* [Work to be completed]: Each line in the entries that has the word "same" has to be copied.

━━━━━━

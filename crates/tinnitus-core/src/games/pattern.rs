//! Tap-pattern memory game.
//!
//! The engine shows a sequence of colored pads one tick at a time, then
//! waits for the player to tap the same sequence back. A correct answer
//! lengthens the next pattern; a wrong one costs a point and replays the
//! same pattern.
//!
//! ```text
//! Displaying --(len + tail ticks)--> AwaitingInput --(last tap)--> Resolving
//!     ^                                                                |
//!     +------------------------(reset delay ticks)---------------------+
//! ```

use serde::{Deserialize, Serialize};

use super::color::Color;
use crate::error::ValidationError;
use crate::events::Event;
use crate::random::RandomSource;

pub const TAP_MIN: u8 = 1;
pub const TAP_MAX: u8 = 4;

/// Pad color for a tap value.
pub fn tap_color(value: u8) -> Option<Color> {
    match value {
        1 => Some(Color::Red),
        2 => Some(Color::Blue),
        3 => Some(Color::Green),
        4 => Some(Color::Yellow),
        _ => None,
    }
}

#[derive(Debug, Clone, PartialEq, Eq, Serialize, Deserialize)]
pub struct PatternRules {
    #[serde(default = "default_initial_len")]
    pub initial_len: usize,
    /// Cap on how much the score can lengthen the pattern.
    #[serde(default = "default_max_bonus")]
    pub max_bonus: usize,
    /// Blank frames shown after the last pattern value.
    #[serde(default = "default_display_tail_ticks")]
    pub display_tail_ticks: usize,
    /// Ticks between scoring a round and replaying the pattern.
    #[serde(default = "default_reset_delay_ticks")]
    pub reset_delay_ticks: u32,
}

fn default_initial_len() -> usize {
    3
}
fn default_max_bonus() -> usize {
    5
}
fn default_display_tail_ticks() -> usize {
    1
}
fn default_reset_delay_ticks() -> u32 {
    1
}

impl Default for PatternRules {
    fn default() -> Self {
        Self {
            initial_len: default_initial_len(),
            max_bonus: default_max_bonus(),
            display_tail_ticks: default_display_tail_ticks(),
            reset_delay_ticks: default_reset_delay_ticks(),
        }
    }
}

impl PatternRules {
    /// # Errors
    ///
    /// Returns an error if the initial pattern length is zero.
    pub fn validate(&self) -> Result<(), ValidationError> {
        if self.initial_len == 0 {
            return Err(ValidationError::out_of_range(
                "pattern.initial_len",
                0,
                1,
                i64::MAX,
            ));
        }
        Ok(())
    }

    pub fn pattern_len(&self, score: u32) -> usize {
        self.initial_len + (score as usize).min(self.max_bonus)
    }
}

#[derive(Debug, Clone, Copy, PartialEq, Eq, Serialize, Deserialize)]
#[serde(rename_all = "snake_case")]
pub enum PatternPhase {
    Displaying,
    AwaitingInput,
    /// Round scored; waiting out the reset delay.
    Resolving,
}

/// Result of [`PatternGame::submit_tap`].
#[derive(Debug, Clone, PartialEq, Eq)]
pub enum TapOutcome {
    /// Wrong phase or value outside `TAP_MIN..=TAP_MAX`. Nothing changed.
    Rejected,
    /// Tap recorded; more are needed.
    Recorded { taps: usize, needed: usize },
    /// Final tap of the round.
    Resolved(Event),
}

#[derive(Debug, Clone, PartialEq, Serialize, Deserialize)]
pub struct PatternSnapshot {
    pub phase: PatternPhase,
    pub score: u32,
    pub pattern_len: usize,
    pub taps: usize,
    pub lit: Option<u8>,
}

#[derive(Debug, Clone)]
pub struct PatternGame<R> {
    rules: PatternRules,
    rng: R,
    pattern: Vec<u8>,
    user_input: Vec<u8>,
    phase: PatternPhase,
    display_cursor: usize,
    resolve_ticks_left: u32,
    score: u32,
}

impl<R: RandomSource> PatternGame<R> {
    /// New game with a random pattern, already in its first display round.
    ///
    /// # Errors
    ///
    /// Returns an error if `rules` fail [`PatternRules::validate`].
    pub fn new(rules: PatternRules, mut rng: R) -> Result<Self, ValidationError> {
        rules.validate()?;
        let pattern = random_pattern(&mut rng, rules.pattern_len(0));
        Ok(Self::build(rules, rng, pattern))
    }

    /// New game with a fixed opening pattern.
    ///
    /// # Errors
    ///
    /// Returns an error if `rules` are invalid, or if `pattern` is empty or
    /// holds a value outside `TAP_MIN..=TAP_MAX`.
    pub fn with_pattern(
        rules: PatternRules,
        rng: R,
        pattern: Vec<u8>,
    ) -> Result<Self, ValidationError> {
        rules.validate()?;
        if pattern.is_empty() {
            return Err(ValidationError::EmptyCollection("pattern".into()));
        }
        if let Some(bad) = pattern.iter().find(|v| !(TAP_MIN..=TAP_MAX).contains(*v)) {
            return Err(ValidationError::out_of_range(
                "pattern",
                i64::from(*bad),
                i64::from(TAP_MIN),
                i64::from(TAP_MAX),
            ));
        }
        Ok(Self::build(rules, rng, pattern))
    }

    fn build(rules: PatternRules, rng: R, pattern: Vec<u8>) -> Self {
        let mut game = Self {
            rules,
            rng,
            pattern,
            user_input: Vec::new(),
            phase: PatternPhase::Displaying,
            display_cursor: 0,
            resolve_ticks_left: 0,
            score: 0,
        };
        game.start_round();
        game
    }

    // ── Queries ──────────────────────────────────────────────────────

    pub fn phase(&self) -> PatternPhase {
        self.phase
    }

    pub fn pattern(&self) -> &[u8] {
        &self.pattern
    }

    pub fn user_input(&self) -> &[u8] {
        &self.user_input
    }

    pub fn score(&self) -> u32 {
        self.score
    }

    pub fn display_cursor(&self) -> usize {
        self.display_cursor
    }

    /// Value the host should light while displaying. `None` on the blank
    /// tail frames and outside the display phase.
    pub fn current_display_value(&self) -> Option<u8> {
        if self.phase != PatternPhase::Displaying {
            return None;
        }
        self.pattern.get(self.display_cursor).copied()
    }

    pub fn snapshot(&self) -> PatternSnapshot {
        PatternSnapshot {
            phase: self.phase,
            score: self.score,
            pattern_len: self.pattern.len(),
            taps: self.user_input.len(),
            lit: self.current_display_value(),
        }
    }

    // ── Commands ─────────────────────────────────────────────────────

    pub fn start_round(&mut self) {
        self.phase = PatternPhase::Displaying;
        self.display_cursor = 0;
        self.user_input.clear();
        self.resolve_ticks_left = 0;
        tracing::trace!(len = self.pattern.len(), "pattern round started");
    }

    /// Show the next display frame. Returns true when the display phase
    /// ended on this call.
    pub fn advance_display(&mut self) -> bool {
        if self.phase != PatternPhase::Displaying {
            return false;
        }
        self.display_cursor += 1;
        if self.display_cursor >= self.pattern.len() + self.rules.display_tail_ticks {
            self.phase = PatternPhase::AwaitingInput;
            self.display_cursor = 0;
            self.user_input.clear();
            return true;
        }
        false
    }

    /// Drive the game by one tick. Returns the new phase if it changed.
    pub fn tick(&mut self) -> Option<PatternPhase> {
        match self.phase {
            PatternPhase::Displaying => self.advance_display().then_some(self.phase),
            PatternPhase::AwaitingInput => None,
            PatternPhase::Resolving => {
                self.resolve_ticks_left = self.resolve_ticks_left.saturating_sub(1);
                if self.resolve_ticks_left == 0 {
                    self.start_round();
                    Some(self.phase)
                } else {
                    None
                }
            }
        }
    }

    pub fn submit_tap(&mut self, value: u8) -> TapOutcome {
        if self.phase != PatternPhase::AwaitingInput || !(TAP_MIN..=TAP_MAX).contains(&value) {
            tracing::trace!(value, phase = ?self.phase, "tap rejected");
            return TapOutcome::Rejected;
        }

        self.user_input.push(value);
        if self.user_input.len() < self.pattern.len() {
            return TapOutcome::Recorded {
                taps: self.user_input.len(),
                needed: self.pattern.len(),
            };
        }

        let event = if self.user_input == self.pattern {
            self.score += 1;
            let len = self.rules.pattern_len(self.score);
            self.pattern = random_pattern(&mut self.rng, len);
            Event::PatternMatched {
                score: self.score,
                next_len: len,
            }
        } else {
            self.score = self.score.saturating_sub(1);
            Event::PatternMissed { score: self.score }
        };
        tracing::debug!(score = self.score, ?event, "pattern round resolved");

        if self.rules.reset_delay_ticks == 0 {
            self.start_round();
        } else {
            self.phase = PatternPhase::Resolving;
            self.resolve_ticks_left = self.rules.reset_delay_ticks;
        }
        TapOutcome::Resolved(event)
    }
}

fn random_pattern<R: RandomSource>(rng: &mut R, len: usize) -> Vec<u8> {
    (0..len)
        .map(|_| rng.int_in(u32::from(TAP_MIN), u32::from(TAP_MAX)) as u8)
        .collect()
}
//! Random source for the games.
//!
//! The games never touch a global generator. They take a [`RandomSource`],
//! which production code builds from entropy and tests build from a seed.

use rand::seq::SliceRandom;
use rand::{Rng, SeedableRng};
use rand_pcg::Pcg64;

pub trait RandomSource {
    /// Uniform draw from `low..=high`.
    fn int_in(&mut self, low: u32, high: u32) -> u32;

    /// Uniform in-place shuffle.
    fn shuffle<T>(&mut self, items: &mut [T]);
}

impl RandomSource for Pcg64 {
    fn int_in(&mut self, low: u32, high: u32) -> u32 {
        if high <= low {
            return low;
        }
        self.gen_range(low..=high)
    }

    fn shuffle<T>(&mut self, items: &mut [T]) {
        items.shuffle(self);
    }
}

/// Generator the games use outside of tests.
pub type GameRng = Pcg64;

/// Deterministic generator for a given seed.
pub fn seeded(seed: u64) -> GameRng {
    Pcg64::seed_from_u64(seed)
}

/// Generator seeded from the OS.
pub fn from_entropy() -> GameRng {
    Pcg64::from_entropy()
}
//! Breathing focus pacer.
//!
//! Alternates "breathe in" and "breathe out" on a slow beat and counts
//! completed breaths. Reaching the target is reported once; the pacer keeps
//! alternating afterwards so the host can keep animating.

use serde::{Deserialize, Serialize};

use crate::events::Event;
use crate::tick::Cadence;

#[derive(Debug, Clone, PartialEq, Eq, Serialize, Deserialize)]
pub struct BreathingRules {
    /// Seconds per half breath.
    #[serde(default = "default_period_secs")]
    pub period_secs: u32,
    #[serde(default = "default_target_breaths")]
    pub target_breaths: u32,
}

fn default_period_secs() -> u32 {
    4
}
fn default_target_breaths() -> u32 {
    5
}

impl Default for BreathingRules {
    fn default() -> Self {
        Self {
            period_secs: default_period_secs(),
            target_breaths: default_target_breaths(),
        }
    }
}

#[derive(Debug, Clone, Copy, PartialEq, Eq, Serialize, Deserialize)]
#[serde(rename_all = "snake_case")]
pub enum BreathPhase {
    Inhale,
    Exhale,
}

impl BreathPhase {
    pub fn prompt(&self) -> &'static str {
        match self {
            BreathPhase::Inhale => "Breathe In",
            BreathPhase::Exhale => "Breathe Out",
        }
    }
}

#[derive(Debug, Clone)]
pub struct BreathingPacer {
    rules: BreathingRules,
    cadence: Cadence,
    phase: BreathPhase,
    completed_breaths: u32,
    reported: bool,
}

impl BreathingPacer {
    pub fn new(rules: BreathingRules) -> Self {
        let cadence = Cadence::new(rules.period_secs);
        Self {
            rules,
            cadence,
            phase: BreathPhase::Exhale,
            completed_breaths: 0,
            reported: false,
        }
    }

    pub fn phase(&self) -> BreathPhase {
        self.phase
    }

    pub fn completed_breaths(&self) -> u32 {
        self.completed_breaths
    }

    pub fn target_breaths(&self) -> u32 {
        self.rules.target_breaths
    }

    pub fn is_complete(&self) -> bool {
        self.completed_breaths >= self.rules.target_breaths
    }

    /// Feed one elapsed second; flips the phase once per period.
    pub fn on_second(&mut self) -> Option<Event> {
        if self.cadence.on_second() {
            self.breathe()
        } else {
            None
        }
    }

    /// Flip the phase. Returns the completion event on the breath that
    /// reaches the target.
    pub fn breathe(&mut self) -> Option<Event> {
        self.phase = match self.phase {
            BreathPhase::Inhale => BreathPhase::Exhale,
            BreathPhase::Exhale => BreathPhase::Inhale,
        };
        if self.phase == BreathPhase::Inhale || self.is_complete() {
            return None;
        }

        self.completed_breaths += 1;
        tracing::trace!(breaths = self.completed_breaths, "breath completed");
        if self.is_complete() && !self.reported {
            self.reported = true;
            return Some(Event::BreathingCompleted {
                breaths: self.completed_breaths,
            });
        }
        None
    }
}

impl Default for BreathingPacer {
    fn default() -> Self {
        Self::new(BreathingRules::default())
    }
}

━━━━━━

* [Problem solution]:
//! waits for the player to tap the same sequence back. A correct answer
//! same pattern.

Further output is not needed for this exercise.